Top US diplomat visits Turkey quake zone; pledges $100m in aid

Antony Blinken, who toured Hatay province from the air, says ‘it is going to take a massive effort to rebuild’ earthquake-hit areas.

US Secretary of State Antony Blinken took a helicopter tour of Hatay, one of the provinces worst affected by the February 6 earthquake in southern Turkey and northern Syria, and pledged a further $100m in aid to help the region.

The visit came as Turkey ended rescue efforts in all provinces except the two hardest hit by last week’s massive quake that killed tens of thousands of people, the disaster agency said on Sunday.

“In many of our provinces, search and rescue efforts have been completed. They continue in Kahramanmaras and Hatay provinces,” the agency’s chief Yunus Sezer told reporters in Ankara.

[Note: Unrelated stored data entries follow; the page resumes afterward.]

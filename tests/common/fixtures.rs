//! Static payload corpora used across harnesses.
//!
//! Shapes mirror what the bitable platform actually pushes: CJK field
//! names, mixed value types, and the occasional non-standard payload with
//! no `records` array at all.

use serde_json::{json, Value};

/// (input string, expected normalized ISO-8601 output) pairs covering every
/// recognized date shape.
pub const DATE_SAMPLES: &[(&str, &str)] = &[
    ("2024-01-01", "2024-01-01T00:00:00.000Z"),
    ("2024-01-15T10:30:00Z", "2024-01-15T10:30:00.000Z"),
    ("2024-01-15T10:30:00.5Z", "2024-01-15T10:30:00.500Z"),
    ("2024-01-15T10:30:00", "2024-01-15T10:30:00.000Z"),
    ("03/05/2024", "2024-03-05T00:00:00.000Z"),
    ("2024/03/05", "2024-03-05T00:00:00.000Z"),
    ("2024-01-15T18:00:00+08:00", "2024-01-15T10:00:00.000Z"),
    ("Mon, 15 Jan 2024 10:00:00 +0000", "2024-01-15T10:00:00.000Z"),
];

/// Strings the heuristic must NOT rewrite.
pub const NON_DATE_STRINGS: &[&str] = &[
    "food",
    "午餐支出",
    "not-a-date",
    "12345",
    "v1.2.3",
    "2024-13-99",
    "99/99/2024",
    "",
];

/// Standard payload: one expense row with CJK field names.
pub fn expense_payload() -> Value {
    json!({
        "records": [{
            "fields": { "日期": "2024-01-01", "金额": 50, "分类": "food" },
            "action": "create"
        }]
    })
}

/// Payload exercising complex value types: arrays, nested objects, booleans.
pub fn complex_payload() -> Value {
    json!({
        "records": [{
            "id": "rec_complex_1",
            "fields": {
                "日期": "2024-02-01",
                "金额": 128.5,
                "标签": ["餐饮", "报销"],
                "负责人": { "name": "张三", "email": "zhangsan@example.com" },
                "是否报销": true,
                "备注": null
            }
        }]
    })
}

/// A push with no `records` array; the converter must wrap it whole.
pub fn non_standard_payload() -> Value {
    json!({ "event": "sync", "数量": 3 })
}

/// A batch where one entry is unusable and its sibling is fine.
pub fn partial_batch_payload() -> Value {
    json!({
        "records": [
            null,
            { "fields": { "金额": 10 } }
        ]
    })
}
//! Credential hashing — Argon2id with per-hash random salt.
//!
//! The PHC string returned by [`CredentialHasher::hash`] embeds the
//! algorithm, version, parameters, and salt, so verification never needs
//! external configuration. Hashing the same password twice yields two
//! different tokens (fresh salt per call).

use argon2::{
    password_hash::{rand_core::OsRng, PasswordHash, SaltString},
    Argon2, Params, PasswordHasher as _, PasswordVerifier as _, Version,
};

use crate::error::CryptoError;

/// Argon2id parameters — tuned for interactive (login) use.
fn default_params() -> Params {
    Params::new(
        64 * 1024, // m_cost: 64 MiB
        3,         // t_cost: 3 iterations
        1,         // p_cost: 1 thread
        None,
    )
    .expect("static Argon2 params are always valid")
}

/// One-way password hasher with a tunable work factor.
pub struct CredentialHasher {
    params: Params,
}

impl CredentialHasher {
    /// Hasher with a custom work factor (higher t_cost/m_cost = slower).
    pub fn new(params: Params) -> Self {
        Self { params }
    }

    fn argon2(&self) -> Argon2<'static> {
        Argon2::new(argon2::Algorithm::Argon2id, Version::V0x13, self.params.clone())
    }

    /// Hash a plaintext password into a self-describing PHC token.
    pub fn hash(&self, password: &str) -> Result<String, CryptoError> {
        let salt = SaltString::generate(&mut OsRng);
        let hash = self
            .argon2()
            .hash_password(password.as_bytes(), &salt)
            .map_err(|e| CryptoError::PasswordHash(e.to_string()))?;
        Ok(hash.to_string())
    }

    /// Verify a plaintext password against a stored token.
    ///
    /// Fails closed: a malformed token returns `false`, never an error, so
    /// callers present a uniform "bad credentials" outcome.
    pub fn verify(&self, password: &str, stored: &str) -> bool {
        let Ok(parsed) = PasswordHash::new(stored) else {
            return false;
        };
        // Params come from the token itself, not from self.params.
        Argon2::default()
            .verify_password(password.as_bytes(), &parsed)
            .is_ok()
    }
}

impl Default for CredentialHasher {
    fn default() -> Self {
        Self::new(default_params())
    }
}

#[cfg(test)]
mod tests {
    use super::*;

    #[test]
    fn hash_then_verify() {
        let hasher = CredentialHasher::default();
        let token = hasher.hash("correct horse battery staple").unwrap();
        assert!(hasher.verify("correct horse battery staple", &token));
        assert!(!hasher.verify("correct horse battery stable", &token));
    }

    #[test]
    fn salt_is_unique_per_hash() {
        let hasher = CredentialHasher::default();
        let a = hasher.hash("same password").unwrap();
        let b = hasher.hash("same password").unwrap();
        assert_ne!(a, b);
        assert!(hasher.verify("same password", &a));
        assert!(hasher.verify("same password", &b));
    }

    #[test]
    fn malformed_token_fails_closed() {
        let hasher = CredentialHasher::default();
        assert!(!hasher.verify("anything", "not-a-phc-string"));
        assert!(!hasher.verify("anything", ""));
        assert!(!hasher.verify("anything", "$argon2id$v=19$garbage"));
    }

    #[test]
    fn token_embeds_algorithm_and_params() {
        let hasher = CredentialHasher::default();
        let token = hasher.hash("pw").unwrap();
        assert!(token.starts_with("$argon2id$"));
        assert!(token.contains("m=65536"));
    }
}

There had been abundant media coverage of rescue teams finding survivors, but it has now slowed down with no survivors found in at least 24 hours.

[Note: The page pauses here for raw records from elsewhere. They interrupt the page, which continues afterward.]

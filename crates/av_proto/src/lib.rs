//! av_proto — Wire types and serialisation for the ArtVault transfer protocol
//!
//! All on-wire types serialise to JSON. Binary fields use the original wire
//! encodings: hex for IVs, digests, and signatures; base64 for ciphertext
//! and wrapped keys.
//!
//! # Modules
//! - `package`     — hybrid delivery package (ciphertext + wrapped key + IV)
//! - `certificate` — canonical transfer-certificate text
//! - `api`         — request/response types shared with the web boundary

pub mod api;
pub mod certificate;
pub mod package;

pub use api::Role;
pub use certificate::CertificateInput;
pub use package::HybridPackage;
use thiserror::Error;

use av_crypto::CryptoError;
use av_store::StoreError;

#[derive(Debug, Error)]
pub enum MarketError {
    #[error("Invalid request: {0}")]
    Validation(String),

    /// Uniform whether the handle or the password was wrong.
    #[error("Invalid credentials")]
    Auth,

    #[error("Forbidden: {0}")]
    Forbidden(String),

    #[error("Not found: {0}")]
    NotFound(String),

    #[error("Asset is no longer available: {0}")]
    AssetUnavailable(String),

    #[error("Conflict: {0}")]
    Conflict(String),

    /// Cryptographic failure. Internal detail is logged, not returned.
    #[error("Cryptographic operation failed")]
    Crypto(#[source] CryptoError),
}

impl From<CryptoError> for MarketError {
    fn from(err: CryptoError) -> Self {
        MarketError::Crypto(err)
    }
}

impl From<StoreError> for MarketError {
    fn from(err: StoreError) -> Self {
        match err {
            StoreError::NotFound(what) => MarketError::NotFound(what),
            StoreError::Conflict(what) => MarketError::Conflict(what),
            StoreError::AssetUnavailable(id) => MarketError::AssetUnavailable(id),
        }
    }
}
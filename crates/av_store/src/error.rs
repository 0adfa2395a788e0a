use thiserror::Error;

#[derive(Debug, Error)]
pub enum StoreError {
    #[error("Record not found: {0}")]
    NotFound(String),

    #[error("Conflict: {0}")]
    Conflict(String),

    #[error("Asset is no longer available: {0}")]
    AssetUnavailable(String),
}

US President Joe Biden announced $85m for Turkey and Syria days after the earthquake, which has killed more than 46,000 people in the two countries. The US has also sent a search-and-rescue team, medical supplies and equipment.

“This is going to be a long-term effort,” Blinken said on Sunday at Incirlik Air Base, a joint US-Turkish facility that has coordinated the distribution of disaster aid. “The search and rescue, unfortunately, is coming to an end. The recovery is on and then there will be a massive rebuilding operation.”

The additional aid includes $50m in emergency refugee and migration funds and $50m in humanitarian assistance, Blinken said.

The secretary of state is making his first trip to NATO ally Turkey since he took office two years ago.

Blinken arrived on Sunday after attending the Munich Security Conference in Germany.

‘Massive effort’ needed

Blinken flew over Turkey’s devastated Hatay region from the air with Turkish Foreign Minister Mevlut Cavusoglu.

“When you see the extent of the damage, the number of buildings, the number of apartments, the number of homes that have been destroyed, it’s going to take a massive effort to rebuild,” the top US diplomat said after the helicopter tour.

“The most important thing right now is to get assistance to people who need it, to get them through the winter, and to get them back on their feet,” Blinken said as troops nearby unloaded boxes of aid.

“We’ll stick with it until we get the job done.”

Incirlik, home to the US Air Force’s 39th Air Base Wing, has been a crucial logistics centre for aid distribution. Supplies from around the world have been flown into the base and sent by truck and helicopter to those in need, including in difficult-to-reach villages.

Blinken is set to fly to Ankara, Turkey’s capital, later for discussions with Turkish officials on Monday, including an anticipated meeting with President Recep Tayyip Erdogan.

As well as the effects of the earthquake, Blinken is expected to discuss Sweden and Finland’s efforts to join NATO, which Turkey has delayed.

Sweden and Finland applied last year to join the trans-Atlantic defence pact after Russia invaded Ukraine, but the two countries have faced unexpected objections from Turkey and have since sought to win its support.

Ankara wants Helsinki and Stockholm to take a tougher line against the Kurdistan Workers’ Party (PKK), which is considered a “terrorist” group by Turkey and the European Union, and another group it blames for a 2016 coup attempt.